La gestion de l’immeuble a été confiée à la S.A. VILOGIA PRIVILEGE.
Le 12 juillet 2022, S.A. VILOGIA PRIVILEGE venant aux droits de la SA VILOGIA a fait signifier à Madame [E] [T] un commandement de payer les loyers et charges impayés visant la clause résolutoire.
Par exploit d’huissier du 25 octobre 2022, S.A. VILOGIA PRIVILEGE venant aux droits de la SA VILOGIA a fait assigner Madame [E] [T], pour l’audience du douze Janvier deux mil vingt trois, devant le juge des contentieux de la protection du tribunal judiciaire de Lille, aux fins de :
— constater ou à défaut prononcer la résiliation du bail portant sur l’immeuble sis à [Adresse 2] pour défaut de paiement de loyers ;
— ordonner l’expulsion de Madame [E] [T] ;
— la condamner au paiement :
— de la somme de 6533,19 euros au titre des loyers et charges impayés avec intérêts au taux légal ;
— d’une indemnité d’occupation mensuelle égale au montant du dernier loyer et des charges, dont le montant pourra être réajusté au cas où les charges réelles dépasseraient le montant de la provision jusqu’à la libération effective des lieux ;
— de la somme de 150 euros en application de l’article 700 du code de procédure civile ;
— condamner Madame [E] [T] aux entiers dépens ;
— ordonner l’exécution provisoire.
A l’audience, S.A. VILOGIA PRIVILEGE venant aux droits de la SA VILOGIA a sollicité le bénéfice de son acte introductif d’instance, sauf à actualiser sa demande principale à la somme de 1926,15 euros, selon décompte arrêté au 6 novembre 2023. Le bailleur indique ne pas s’opposer à une demande de délais de paiement.
Il est expressément fait référence aux conclusions de la S.A. VILOGIA visées le 16 novembre 2023 et notifiées à Madame [T] par LR avec AR du 5 août 2023.
Madame [E] [T] a sollicité des délais de paiement, proposant de s’acquitter de sa dette par versements mensuels de 250 euros, outre le loyer courant. Elle expose qu’il y a eu une fuite d’eau à l’extérieur au niveau du compteur d’eau et que la S.A. VILOGIA devait lui rembourser les factures d’eau OCEA de 1000 euros et 1800 euros reçues en 2018.
Le conseil de Madame [T] a dégagé sa responsabilité.

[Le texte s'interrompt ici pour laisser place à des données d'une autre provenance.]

//! Verification and dispatch result types.

use std::collections::{BTreeMap, BTreeSet};

use crate::error::AuthError;
use crate::identity::Identity;

/// A user as known to the shared user store.
#[derive(Debug, Clone, Default, PartialEq, Eq)]
pub struct StoreUser {
    pub user: String,
    pub groups: BTreeSet<String>,
    /// Store-specific claims passed through to the identity.
    pub extra: BTreeMap<String, String>,
}

impl StoreUser {
    /// Create a store user with no groups or claims.
    #[inline]
    pub fn new(user: impl Into<String>) -> Self {
        Self {
            user: user.into(),
            ..Default::default()
        }
    }

    #[inline]
    pub fn with_groups<I, S>(mut self, groups: I) -> Self
    where
        I: IntoIterator<Item = S>,
        S: Into<String>,
    {
        self.groups = groups.into_iter().map(Into::into).collect();
        self
    }

    #[inline]
    pub fn with_extra(mut self, key: impl Into<String>, value: impl Into<String>) -> Self {
        self.extra.insert(key.into(), value.into());
        self
    }
}

/// Answer of a user verification service.
///
/// `UnknownUser` and `BadPassword` are kept apart for audit logging only;
/// callers must not expose the difference to clients.
#[derive(Debug, Clone, PartialEq, Eq)]
pub enum Verification {
    Valid(StoreUser),
    UnknownUser,
    BadPassword,
}

impl Verification {
    /// Audit reason for a failed verification.
    pub fn failure_reason(&self) -> Option<&'static str> {
        match self {
            Verification::Valid(_) => None,
            Verification::UnknownUser => Some("user not found"),
            Verification::BadPassword => Some("illegal password"),
        }
    }
}

/// Static `WWW-Authenticate` challenge descriptor of a method.
#[derive(Debug, Clone, Copy, PartialEq, Eq)]
pub struct Challenge {
    pub scheme: &'static str,
    pub with_realm: bool,
}

/// Tri-state decision of an authentication method.
#[derive(Debug)]
pub enum Verdict {
    /// Credentials were valid; the chain stops here.
    Accept(Identity),
    /// This method's scheme does not apply; ask the next method.
    Decline,
    /// Credentials for this scheme were present but invalid; the chain stops here.
    Reject(AuthError),
}

impl Verdict {
    /// Whether the dispatcher should try the next method.
    #[inline]
    pub fn try_next(&self) -> bool {
        matches!(self, Verdict::Decline)
    }

    #[inline]
    pub fn identity(&self) -> Option<&Identity> {
        match self {
            Verdict::Accept(identity) => Some(identity),
            _ => None,
        }
    }

    #[inline]
    pub fn error(&self) -> Option<&AuthError> {
        match self {
            Verdict::Reject(err) => Some(err),
            _ => None,
        }
    }

    /// Split into the `(identity, try_next, error)` triple.
    pub fn into_parts(self) -> (Option<Identity>, bool, Option<AuthError>) {
        match self {
            Verdict::Accept(identity) => (Some(identity), false, None),
            Verdict::Decline => (None, true, None),
            Verdict::Reject(err) => (None, false, Some(err)),
        }
    }
}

L’affaire a été mise en délibéré au 1er février 2024 puis prorogée au 14 Mars 2024.
MOTIFS DE LA DÉCISION
Sur la recevabilité :
Le bailleur justifie avoir saisi la Commission de coordination des actions de prévention des expulsions locatives le 13 juillet 2022 puis avoir notifié au préfet du Nord, le 26 octobre 2022 l’assignation visant à obtenir l’expulsion, conformément aux dispositions de l’article 24 II de la loi n°89-462 du 6 juillet 1989.
Son action est donc recevable.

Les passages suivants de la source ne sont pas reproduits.